On 6 May 2016, Numan was one of several collaborators on Jean-Michel Jarre's eighteenth studio album Electronica 2: The Heart of Noise, with the track "Here for You", cowritten by Jarre and Numan.[113]
On 10 May 2016, Numan was named the recipient of the 2016 Moog Innovation Award by Moog Music.[114] On 18 May 2017, Numan received an Ivor Novello Inspiration Award from the British Academy of Songwriters, Composers, and Authors.[115][116][117]
In 2017, Numan released the single "My Name Is Ruin" and went on a European tour September. Numan's studio album Savage (Songs from a Broken World) was released on 15 September and charted at number two in the UK.[118][119] He was the winner of the 2017 T3 tech legends award.[120][121]
On 24 September 2018, Numan's tour bus hit and killed an elderly man in Cleveland, Ohio, US.[122] The driver was not immediately charged.
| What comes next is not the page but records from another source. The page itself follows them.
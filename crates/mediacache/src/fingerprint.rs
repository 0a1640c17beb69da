/// Cache key for a normalized URL: hex BLAKE3 of its bytes.
pub fn fingerprint(normalized_url: &str) -> String {
    hex::encode(blake3::hash(normalized_url.as_bytes()).as_bytes())
}

#[cfg(test)]
mod tests {
    use super::*;

    #[test]
    fn stable_and_distinct() {
        let a = fingerprint("https://example.com/a");
        assert_eq!(a, fingerprint("https://example.com/a"));
        assert_ne!(a, fingerprint("https://example.com/b"));
        assert_eq!(a.len(), 64);
    }
}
Numan was scheduled to appear at the Cleveland House of Blues that evening but cancelled the show for being "inappropriate" in light of the day's tragedy.[123]
His next studio album Intruder was released on 21 May 2021. The title track was released earlier, on 11 January 2021. Numan discussed its genesis with writer Guy Mankowski, who has a chapter on Numan's legacy in his book Albion's Secret History: Snapshots of England's Pop Rebels and Outsiders, as part of an interview series on influential English artists for Zer0 Books.[124]
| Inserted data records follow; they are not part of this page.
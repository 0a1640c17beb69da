use once_cell::sync::Lazy;
use regex::Regex;
use serde::{Deserialize, Serialize};

static CUSTOM_NAME: Lazy<Regex> =
    Lazy::new(|| Regex::new(r"^\[([^\]]+)\]\s+(\S.*)$").expect("static regex"));

/// A raw request string split into its optional `[name.ext]` prefix and URL.
#[derive(Debug, Clone, PartialEq, Eq, Serialize, Deserialize)]
pub struct SourceRequest {
    pub custom_filename: Option<String>,
    pub url: String,
}

/// Split `[name.ext] <url>` into its parts.
///
/// The bracket must open the string and be followed by whitespace and then
/// the URL. Anything else, including an empty name, is a bare URL.
pub fn split_custom_filename(raw: &str) -> SourceRequest {
    let text = raw.trim();
    if let Some(caps) = CUSTOM_NAME.captures(text) {
        let name = caps[1].trim();
        if !name.is_empty() {
            return SourceRequest {
                custom_filename: Some(name.to_string()),
                url: caps[2].trim().to_string(),
            };
        }
    }
    SourceRequest { custom_filename: None, url: text.to_string() }
}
Following his US Intruder tour in late 2021 and early 2022, Numan began a 17-venue UK tour between late April and late May 2022.[125]
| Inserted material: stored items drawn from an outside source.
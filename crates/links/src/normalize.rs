use serde::{Deserialize, Serialize};
use url::Url;

use crate::policy::{LinkPolicy, SourceKind};
use crate::source::split_custom_filename;

const YOUTUBE_CANONICAL: &str = "https://www.youtube.com/watch?v=";

/// Outcome of running a raw request string through the classifier.
#[derive(Debug, Clone, PartialEq, Eq, Serialize, Deserialize)]
pub struct ResolvedSource {
    pub url: String,
    pub kind: SourceKind,
    pub custom_filename: Option<String>,
    pub host: Option<String>,
}

/// Parse, normalize and classify a raw request string.
pub fn resolve(raw: &str, policy: &LinkPolicy) -> ResolvedSource {
    let req = split_custom_filename(raw);
    let url = normalize(&req.url, policy);
    ResolvedSource {
        kind: classify(&url, policy),
        host: host_of(&url),
        custom_filename: req.custom_filename,
        url,
    }
}

/// Lower-cased host of `url`, if it parses as an absolute URL with a host.
pub fn host_of(url: &str) -> Option<String> {
    Url::parse(url.trim())
        .ok()
        .and_then(|u| u.host_str().map(|h| h.to_ascii_lowercase()))
}

/// Canonicalize a URL for identity purposes.
///
/// Short and "shorts" video links become the canonical watch form, hosts on
/// the query-preserving list keep the input verbatim, everything else loses
/// its query string and fragment. Applying this twice is a no-op.
pub fn normalize(url: &str, policy: &LinkPolicy) -> String {
    let trimmed = url.trim();
    let Ok(parsed) = Url::parse(trimmed) else {
        return strip_query(trimmed).to_string();
    };
    let host = parsed.host_str().unwrap_or_default().to_ascii_lowercase();

    if let Some(id) = youtube_video_id(&parsed, &host) {
        return format!("{YOUTUBE_CANONICAL}{id}");
    }
    if policy.preserves_query(&host) {
        return trimmed.to_string();
    }
    strip_query(trimmed).to_string()
}

/// Classify an already-normalized URL. Unknown or unparsable input is direct.
pub fn classify(url: &str, policy: &LinkPolicy) -> SourceKind {
    match host_of(url) {
        Some(host) => policy.kind_for_host(&host),
        None => SourceKind::Direct,
    }
}

fn strip_query(url: &str) -> &str {
    let end = url.find(|c| c == '?' || c == '#').unwrap_or(url.len());
    &url[..end]
}

fn youtube_video_id(url: &Url, host: &str) -> Option<String> {
    let host = host.strip_prefix("www.").unwrap_or(host);
    let mut segments = url.path_segments()?.filter(|s| !s.is_empty());

    let id = match host {
        "youtu.be" => segments.next().map(str::to_string),
        "youtube.com" | "m.youtube.com" | "music.youtube.com" => match segments.next() {
            Some("shorts") | Some("live") | Some("embed") => segments.next().map(str::to_string),
            Some("watch") => url
                .query_pairs()
                .find(|(k, _)| k == "v")
                .map(|(_, v)| v.into_owned()),
            _ => None,
        },
        _ => None,
    }?;

    let valid = !id.is_empty()
        && id.chars().all(|c| c.is_ascii_alphanumeric() || c == '-' || c == '_');
    valid.then_some(id)
}

#[cfg(test)]
mod tests {
    use super::*;

    fn p() -> LinkPolicy {
        LinkPolicy::default()
    }

    #[test]
    fn short_links_become_watch_urls() {
        assert_eq!(
            normalize("https://youtu.be/dQw4w9WgXcQ?si=abc", &p()),
            "https://www.youtube.com/watch?v=dQw4w9WgXcQ"
        );
        assert_eq!(
            normalize("https://www.youtube.com/shorts/abc_DEF-1?feature=share", &p()),
            "https://www.youtube.com/watch?v=abc_DEF-1"
        );
    }

    #[test]
    fn watch_urls_keep_only_video_id() {
        assert_eq!(
            normalize("https://m.youtube.com/watch?list=PL1&v=xyz&t=10", &p()),
            "https://www.youtube.com/watch?v=xyz"
        );
    }

    #[test]
    fn query_is_stripped_for_ordinary_hosts() {
        assert_eq!(
            normalize("https://cdn.example.com/file.mp4?token=1#frag", &p()),
            "https://cdn.example.com/file.mp4"
        );
        assert_eq!(
            normalize("https://soundcloud.com/a/b?in=x", &p()),
            "https://soundcloud.com/a/b"
        );
    }

    #[test]
    fn query_is_kept_for_allow_listed_hosts() {
        let url = "https://www.pornhub.com/view_video.php?viewkey=ph123";
        assert_eq!(normalize(url, &p()), url);
    }

    #[test]
    fn garbage_is_total() {
        assert_eq!(normalize("  not a url?x=1 ", &p()), "not a url");
        assert_eq!(classify("not a url", &p()), SourceKind::Direct);
    }

    #[test]
    fn resolve_carries_everything() {
        let r = resolve("[song.m4a] https://soundcloud.com/a/b?x=1", &p());
        assert_eq!(r.url, "https://soundcloud.com/a/b");
        assert_eq!(r.kind, SourceKind::AudioPlatform);
        assert_eq!(r.custom_filename.as_deref(), Some("song.m4a"));
        assert_eq!(r.host.as_deref(), Some("soundcloud.com"));
    }
}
Numan performed at the Cruel World Festival in Pasadena, California on 20 May 2023.[126] After a nearby lightning storm led to an early evacuation, truncating Iggy Pop's set and cancelling Siouxsie Sioux's headlining set entirely, a second show was quickly announced for the following day,[126] with Siouxsie, Pop and Numan returning.[127]
In October 2023, Numan performed a series of eight acoustic gigs, playing songs from his repertoire in a new way in smaller, intimate settings. Locations included Wylam Brewery, Newcastle, Manchester Cathedral, and Hackney Church in London.[128]
In February 2024, Numan announced a UK tour to celebrate the 45th anniversary of his 1979 albums Replicas and The Pleasure Principle. Including shows in Norwich, Sheffield, Glasgow, Newcastle, Manchester, London, Bristol, Cardiff, Bournemouth, Birmingham and Nottingham between May 19 and June 1.[129]
In the late 1970s, Numan began developing his style. According to Numan, this was an unintentional result of acne; before an appearance on Top of the Pops, "I had spots everywhere, so they slapped about half an inch of white make-up on me before I'd even walked in the door. And my eyes were like pissholes in the snow, so they put black on there. My so-called image fell into place an hour before going on the show."[57] His "wooden" stage presence was, in his words, a result of "incredible self-consciousness" and "incompetence – I didn't know to move on stage". He became enamoured by the idea of "being cold about everything, not letting emotions get to you, or presenting a front of not feeling".[57]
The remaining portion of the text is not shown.